Spam Declined, Trust-Based Malware Increased in 2010: Cisco Survey

 
 
By Fahmida Y. Rashid  |  Posted 2011-01-21 Email Print this article Print
 
 
 
 
 
 
 

While spam declined dramatically in 2010, social networking threats, identity-theft scams and phishing campaigns increased in sophistication and complexity, according to Cisco's Annual Review.

Spam volumes decreased dramatically even as users fell for increasingly sophisticated social-engineering scams in 2010, according to Cisco's Annual Security Report, released Jan. 20.

Last year will be known as the "year the tide turned" for spam, Henry Stern, Cisco senior security researcher, told eWEEK. Despite increases in several developed countries, such as the United Kingdom, Spain, Germany and France, global spam volume actually dropped in 2010.

Spam volume in the United States was almost unchanged, but the United Kingdom saw almost a 115 percent increase, according to the report. In contrast, Brazil, China and Turkey, countries with some of the highest spam volumes in 2009, saw significant declines. Turkey dramatically slashed spam volume by almost 95 percent, and Brazilian ISPs reduced their spam by nearly half by restricting access to Port 25, according to the report.

"It was the first year ever in the history of spam that global volumes declined," and there were a number of factors that contributed to the drop, said Stern. The increasing success of law enforcement in shutting down cyber-crime gangs, such as the joint effort between the U.S. and U.K. authorities to arrest a criminal operation using the Zeus Trojan, meant there were fewer botnets operating, Stern said.

The closure of spam network Spamit in October also reduced the amount of fake pharmaceutical spam, said Stern. Security vendors are also becoming more proactive and aggressive about auto-updating their products with the latest spam filters so spam was being blocked more effectively, Stern said. Users may not notice the global decline because the security products have been so effective in keeping spam out of the inbox, he said.

However, there were still plenty of areas of concern in 2010, Stern said. Cyber-criminals increasingly turned to new types of malware that exploited people's trust, tricking users into handing over login and password information. Users also clicked on infected links in e-mail messages with hacked e-mail addresses that make them look like they are safe because it's from a friend.

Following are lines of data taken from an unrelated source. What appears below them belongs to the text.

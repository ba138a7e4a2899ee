//! Integration tests for the capture agents
//!
//! Tests the full stack: layouts, the arena game state, search agents and
//! match play.

use capture_arena::{play_match, team_of, GameState, Layout, MatchConfig, TeamSetup};
use capture_core::{
    Action, AgentConfig, Cell, Decision, Observation, Role, RotationPolicy, SearchAgent, Team,
    ACTIONS,
};

// ============================================================================
// TEST FIXTURES
// ============================================================================

fn small_state(moves: u32) -> GameState {
    GameState::new(Layout::builtin("small").unwrap(), moves)
}

fn team(name: &str, first: AgentConfig, second: AgentConfig) -> TeamSetup {
    TeamSetup {
        name: name.to_string(),
        agents: vec![first, second],
    }
}

fn searchers() -> TeamSetup {
    team(
        "searchers",
        AgentConfig::for_role(Role::Offense).with_depth(2),
        AgentConfig::for_role(Role::Defense)
            .with_depth(1)
            .with_rotation(RotationPolicy::NearestInvader),
    )
}

fn baseline() -> TeamSetup {
    team(
        "baseline",
        AgentConfig::for_role(Role::Baseline).with_depth(1),
        AgentConfig::for_role(Role::Baseline).with_depth(1),
    )
}

fn quick(games: usize, max_moves: u32, seed: u64) -> MatchConfig {
    MatchConfig {
        games,
        max_moves,
        seed,
        parallel: false,
    }
}

// ============================================================================
// ARENA
// ============================================================================

#[test]
fn test_opponents_hidden_at_spawn() {
    let state = small_state(100);
    let red_view = state.observe(Team::Red);

    for agent in red_view.agents_on(Team::Blue) {
        assert!(red_view.position(agent).is_none());
        assert!(red_view.legal_actions(agent).is_empty());
    }
    for agent in red_view.agents_on(Team::Red) {
        assert!(red_view.position(agent).is_some());
        let legal = red_view.legal_actions(agent);
        assert!(!legal.is_empty());
        assert!(legal.iter().all(|action| ACTIONS.contains(action)));
    }
}

#[test]
fn test_hidden_opponents_keep_their_spawns() {
    let view = small_state(100).observe(Team::Red);
    let mut agent = SearchAgent::new(0, AgentConfig::for_role(Role::Defense).with_seed(2)).unwrap();
    agent.initialize(&view);

    let memory = agent.memory().unwrap();
    for opponent in view.agents_on(Team::Blue) {
        assert!(view.position(opponent).is_none());
        assert_eq!(memory.opponent_spawn(opponent), Some(view.spawn(opponent).into()));
    }
}

#[test]
fn test_spawns_alternate_teams() {
    let state = small_state(100);
    assert_eq!(state.agent_count(), 4);
    for agent in 0..4 {
        assert_eq!(state.team_of(agent), team_of(agent));
    }
    assert_eq!(state.agents_on(Team::Red), vec![0, 2]);
    assert_eq!(state.agents_on(Team::Blue), vec![1, 3]);
}

#[test]
fn test_maze_distance_respects_walls() {
    let state = small_state(100);
    let a = Cell::new(2, 1);
    let b = Cell::new(2, 3);
    // (2, 2) is a wall, so the path detours
    assert!(state.maze_distance(a, b) > a.manhattan(b) as f64);
    assert_eq!(state.maze_distance(a, a), 0.0);
}

// ============================================================================
// AGENTS ON THE ARENA
// ============================================================================

#[test]
fn test_agent_picks_legal_action_from_spawn() {
    let state = small_state(100);
    let view = state.observe(Team::Red);

    let mut agent = SearchAgent::new(0, AgentConfig::for_role(Role::Offense).with_seed(1)).unwrap();
    agent.initialize(&view);
    let decision = agent.choose_action(&view).unwrap();

    let action = decision.action().unwrap();
    assert!(view.legal_actions(0).contains(&action));
    assert!(agent.last_stats().nodes > 0);
}

#[test]
fn test_reflex_agent_does_not_stop() {
    let state = small_state(100);
    let view = state.observe(Team::Red);

    let config = AgentConfig::for_role(Role::Offense).with_depth(0).with_seed(5);
    let mut agent = SearchAgent::new(0, config).unwrap();
    agent.initialize(&view);

    match agent.choose_action(&view).unwrap() {
        Decision::Searched { action, .. } => assert_ne!(action, Action::Stop),
        other => panic!("expected a searched decision, got {:?}", other),
    }
}

#[test]
fn test_agents_drive_a_game_forward() {
    let mut state = small_state(24);
    let setups = [AgentConfig::for_role(Role::Offense), AgentConfig::for_role(Role::Defense)];
    let mut agents: Vec<SearchAgent<GameState>> = (0..state.agent_count())
        .map(|index| {
            let config = setups[(index / 2) % 2].clone().with_depth(1).with_seed(index as u64);
            let mut agent = SearchAgent::new(index, config).unwrap();
            agent.initialize(&state.observe(team_of(index)));
            agent
        })
        .collect();

    let mut moves = 0;
    while !state.is_over() {
        let index = moves % agents.len();
        let view = state.observe(team_of(index));
        let action = agents[index].choose_action(&view).unwrap().action().unwrap_or(Action::Stop);
        state = state.successor(index, action);
        moves += 1;
    }

    assert!(moves <= 24);
    assert!(agents.iter().all(|agent| agent.memory().is_some()));
}

// ============================================================================
// MATCH PLAY
// ============================================================================

#[test]
fn test_full_match_on_small_layout() {
    let layout = Layout::builtin("small").unwrap();
    let result = play_match(layout, &searchers(), &baseline(), quick(2, 40, 11)).unwrap();

    assert_eq!(result.games_played, 2);
    assert_eq!(result.first_wins + result.second_wins + result.draws, 2);
    assert_eq!(result.game_outcomes.len(), 2);
    for outcome in &result.game_outcomes {
        assert!(outcome.moves <= 40);
        assert_eq!(outcome.faults, 0);
    }

    // Sides alternate between games
    assert_eq!(result.game_outcomes[0].red, "searchers");
    assert_eq!(result.game_outcomes[1].red, "baseline");
}

#[test]
fn test_match_is_reproducible() {
    let run = || {
        let layout = Layout::builtin("small").unwrap();
        play_match(layout, &searchers(), &baseline(), quick(2, 30, 99)).unwrap()
    };
    let a = run();
    let b = run();

    for (x, y) in a.game_outcomes.iter().zip(&b.game_outcomes) {
        assert_eq!(x.red_score, y.red_score);
        assert_eq!(x.moves, y.moves);
        assert_eq!(x.red_food_left, y.red_food_left);
        assert_eq!(x.blue_food_left, y.blue_food_left);
    }
}

#[test]
fn test_team_from_json_config() {
    let offense = AgentConfig::from_json(r#"{ "role": "offense", "depth": 1, "rotation": "nearest" }"#)
        .unwrap();
    let defense = AgentConfig::from_json(r#"{ "role": "defense", "depth": 0 }"#).unwrap();
    let custom = team("custom", offense, defense);

    let layout = Layout::builtin("small").unwrap();
    let result = play_match(layout, &custom, &baseline(), quick(1, 16, 3)).unwrap();
    assert_eq!(result.games_played, 1);
    assert_eq!(result.game_outcomes[0].faults, 0);
}

#[test]
fn test_custom_layout_file() {
    let path = std::env::temp_dir().join("capture_integration_layout.lay");
    std::fs::write(&path, "%%%%%%%%\n%1.o..2%\n%3....4%\n%%%%%%%%\n").unwrap();

    let layout = Layout::resolve(path.to_str().unwrap()).unwrap();
    assert_eq!(layout.width, 8);
    assert_eq!(layout.agent_count(), 4);

    let result = play_match(layout, &baseline(), &baseline(), quick(1, 8, 0)).unwrap();
    assert_eq!(result.games_played, 1);

    let _ = std::fs::remove_file(path);
}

Criminals are also hacking trusted sites to trick users into downloading malware, according to the report.

"Miscreants are continuing to find new and creative ways to exploit network, system and even human vulnerabilities to steal information or do damage," said John N. Stewart, vice president and chief security officer at Cisco.

Criminals also spent more time figuring out how to steal identities in 2010, according to the report. Some tactics included hacking into e-mail accounts to send out "trusted" messages, hijacking Facebook and Twitter accounts to send out malicious links and convincing users to download applications on social networks like Facebook to see something exciting or interesting. This tactic is likely to increase in 2011, the report concluded.

"Road-tested" techniques, such as scareware, click fraud and spyware remained "cash cows" for cyber-criminals in 2010 and would continue to be so in 2011, according to the report. Cyber-criminals will continue to invest in phishing scams as well as malware kits, like the Zeus Trojan, the researchers found.

In addition it appears that in 2011, cyber-criminals will expand their money-laundering operations using so-called "mules" to transport money from one country to another, said Stern. While many money mules are part of the criminal enterprise, a growing number of them are scammed by clicking on spam or responding to work-from-home job advertisements, the report found. While money mules often are asked to just move funds from various bank accounts, there are a growing number of re-shipping scams, where criminals used stolen credit card numbers to legally purchase merchandise, which they resold to others, said the researchers.

In what may be good news for Microsoft, if not for anyone else, cyber-criminals may be turning to other platforms to exploit and make money because the improved security in Windows 7 makes it "tougher" to "infiltrate" networks and applications and files, according to the report. "Having reached the Windows vulnerability -tipping point,' they have moved on," to other operating systems, services and mobile devices, the security team wrote in the report. Scams in 2010 targeted select groups of mobile users, such as customers of a specific bank or specific smartphone applications, the report found.

With the increasing trend of enterprises using mobile devices, there are "even more opportunities for intrusions and theft," Cisco wrote.